=== DATA EXTRACT ===
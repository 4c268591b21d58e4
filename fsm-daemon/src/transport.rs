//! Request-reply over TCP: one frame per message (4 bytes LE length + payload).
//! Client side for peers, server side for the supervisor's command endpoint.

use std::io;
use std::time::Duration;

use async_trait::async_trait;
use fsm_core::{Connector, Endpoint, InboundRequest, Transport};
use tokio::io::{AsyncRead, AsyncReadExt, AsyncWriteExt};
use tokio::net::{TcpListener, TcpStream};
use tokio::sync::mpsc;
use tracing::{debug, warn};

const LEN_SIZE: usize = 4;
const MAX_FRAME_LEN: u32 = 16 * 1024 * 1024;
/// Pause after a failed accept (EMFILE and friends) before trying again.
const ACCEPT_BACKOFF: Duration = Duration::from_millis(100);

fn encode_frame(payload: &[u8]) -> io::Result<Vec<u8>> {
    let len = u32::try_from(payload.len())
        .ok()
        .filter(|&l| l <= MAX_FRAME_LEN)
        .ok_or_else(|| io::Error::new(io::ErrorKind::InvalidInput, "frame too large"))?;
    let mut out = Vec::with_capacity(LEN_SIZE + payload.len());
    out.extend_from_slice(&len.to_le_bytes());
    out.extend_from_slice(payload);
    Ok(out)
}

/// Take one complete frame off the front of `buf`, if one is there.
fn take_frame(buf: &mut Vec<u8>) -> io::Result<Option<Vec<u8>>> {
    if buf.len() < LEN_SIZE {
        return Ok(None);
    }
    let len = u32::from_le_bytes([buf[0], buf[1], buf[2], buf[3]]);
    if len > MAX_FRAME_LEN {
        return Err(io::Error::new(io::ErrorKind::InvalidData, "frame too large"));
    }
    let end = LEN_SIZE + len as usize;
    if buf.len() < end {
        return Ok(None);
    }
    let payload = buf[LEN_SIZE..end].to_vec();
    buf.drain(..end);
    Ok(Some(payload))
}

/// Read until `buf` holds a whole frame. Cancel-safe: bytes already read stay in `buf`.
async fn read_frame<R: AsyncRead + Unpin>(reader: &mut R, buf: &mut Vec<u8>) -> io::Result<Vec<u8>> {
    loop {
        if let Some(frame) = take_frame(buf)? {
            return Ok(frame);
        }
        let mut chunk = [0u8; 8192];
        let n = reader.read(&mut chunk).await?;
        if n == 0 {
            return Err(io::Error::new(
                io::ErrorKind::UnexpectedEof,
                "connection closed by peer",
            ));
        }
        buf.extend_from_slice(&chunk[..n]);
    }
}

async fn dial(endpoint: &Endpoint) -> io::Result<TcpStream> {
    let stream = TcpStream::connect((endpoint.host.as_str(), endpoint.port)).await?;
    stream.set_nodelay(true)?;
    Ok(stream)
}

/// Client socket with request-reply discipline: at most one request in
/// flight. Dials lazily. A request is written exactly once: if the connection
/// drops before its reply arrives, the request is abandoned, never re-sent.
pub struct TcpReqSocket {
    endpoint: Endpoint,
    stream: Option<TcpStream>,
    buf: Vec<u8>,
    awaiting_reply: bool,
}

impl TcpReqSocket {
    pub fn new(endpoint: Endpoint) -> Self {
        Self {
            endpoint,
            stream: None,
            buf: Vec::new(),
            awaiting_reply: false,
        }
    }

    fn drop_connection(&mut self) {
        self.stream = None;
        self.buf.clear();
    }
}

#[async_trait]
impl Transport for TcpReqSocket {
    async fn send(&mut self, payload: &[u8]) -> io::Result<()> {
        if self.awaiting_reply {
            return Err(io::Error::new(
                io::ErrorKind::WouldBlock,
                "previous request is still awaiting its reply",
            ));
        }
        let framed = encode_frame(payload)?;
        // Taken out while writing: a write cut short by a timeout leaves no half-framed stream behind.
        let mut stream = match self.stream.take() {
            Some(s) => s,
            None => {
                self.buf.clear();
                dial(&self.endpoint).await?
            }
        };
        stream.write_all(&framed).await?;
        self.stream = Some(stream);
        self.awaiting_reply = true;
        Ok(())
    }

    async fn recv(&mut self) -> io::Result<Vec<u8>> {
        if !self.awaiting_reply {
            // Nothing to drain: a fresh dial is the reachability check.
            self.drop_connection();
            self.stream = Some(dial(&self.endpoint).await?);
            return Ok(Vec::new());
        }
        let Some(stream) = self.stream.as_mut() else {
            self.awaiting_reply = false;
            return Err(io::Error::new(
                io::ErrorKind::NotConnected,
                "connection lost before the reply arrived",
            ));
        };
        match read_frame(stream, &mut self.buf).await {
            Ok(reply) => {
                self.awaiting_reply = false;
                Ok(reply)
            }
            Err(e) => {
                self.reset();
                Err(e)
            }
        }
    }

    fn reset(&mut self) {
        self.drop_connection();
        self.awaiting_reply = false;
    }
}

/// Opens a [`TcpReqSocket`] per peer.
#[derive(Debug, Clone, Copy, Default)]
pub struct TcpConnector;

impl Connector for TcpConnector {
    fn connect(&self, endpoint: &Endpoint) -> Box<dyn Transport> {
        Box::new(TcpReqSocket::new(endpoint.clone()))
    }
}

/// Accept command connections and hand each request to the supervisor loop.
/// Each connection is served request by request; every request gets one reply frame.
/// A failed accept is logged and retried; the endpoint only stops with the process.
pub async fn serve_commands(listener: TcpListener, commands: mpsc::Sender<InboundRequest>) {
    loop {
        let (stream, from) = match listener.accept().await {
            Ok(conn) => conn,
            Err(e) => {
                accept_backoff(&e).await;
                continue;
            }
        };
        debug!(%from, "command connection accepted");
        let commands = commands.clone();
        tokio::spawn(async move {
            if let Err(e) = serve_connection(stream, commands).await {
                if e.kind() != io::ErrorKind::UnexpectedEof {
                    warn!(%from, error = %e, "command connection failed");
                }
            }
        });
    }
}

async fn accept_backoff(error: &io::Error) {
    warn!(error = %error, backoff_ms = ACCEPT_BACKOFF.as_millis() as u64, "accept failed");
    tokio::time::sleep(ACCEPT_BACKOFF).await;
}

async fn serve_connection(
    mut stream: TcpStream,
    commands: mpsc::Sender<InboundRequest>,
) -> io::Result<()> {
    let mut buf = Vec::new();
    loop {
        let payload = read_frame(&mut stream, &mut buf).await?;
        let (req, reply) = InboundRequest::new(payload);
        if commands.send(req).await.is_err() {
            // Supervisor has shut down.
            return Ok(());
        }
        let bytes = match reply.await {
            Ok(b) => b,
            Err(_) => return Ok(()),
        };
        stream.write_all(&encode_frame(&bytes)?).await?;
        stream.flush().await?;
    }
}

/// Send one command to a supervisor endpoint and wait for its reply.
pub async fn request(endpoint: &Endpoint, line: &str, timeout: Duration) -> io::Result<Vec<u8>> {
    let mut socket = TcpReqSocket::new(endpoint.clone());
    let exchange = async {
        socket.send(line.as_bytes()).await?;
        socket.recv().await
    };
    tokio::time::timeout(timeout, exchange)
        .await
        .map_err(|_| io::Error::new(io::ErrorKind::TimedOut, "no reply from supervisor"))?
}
===
In the listing above, count every line that contains the word "match" and give the number with no comment.

## ANSWER SPACE
4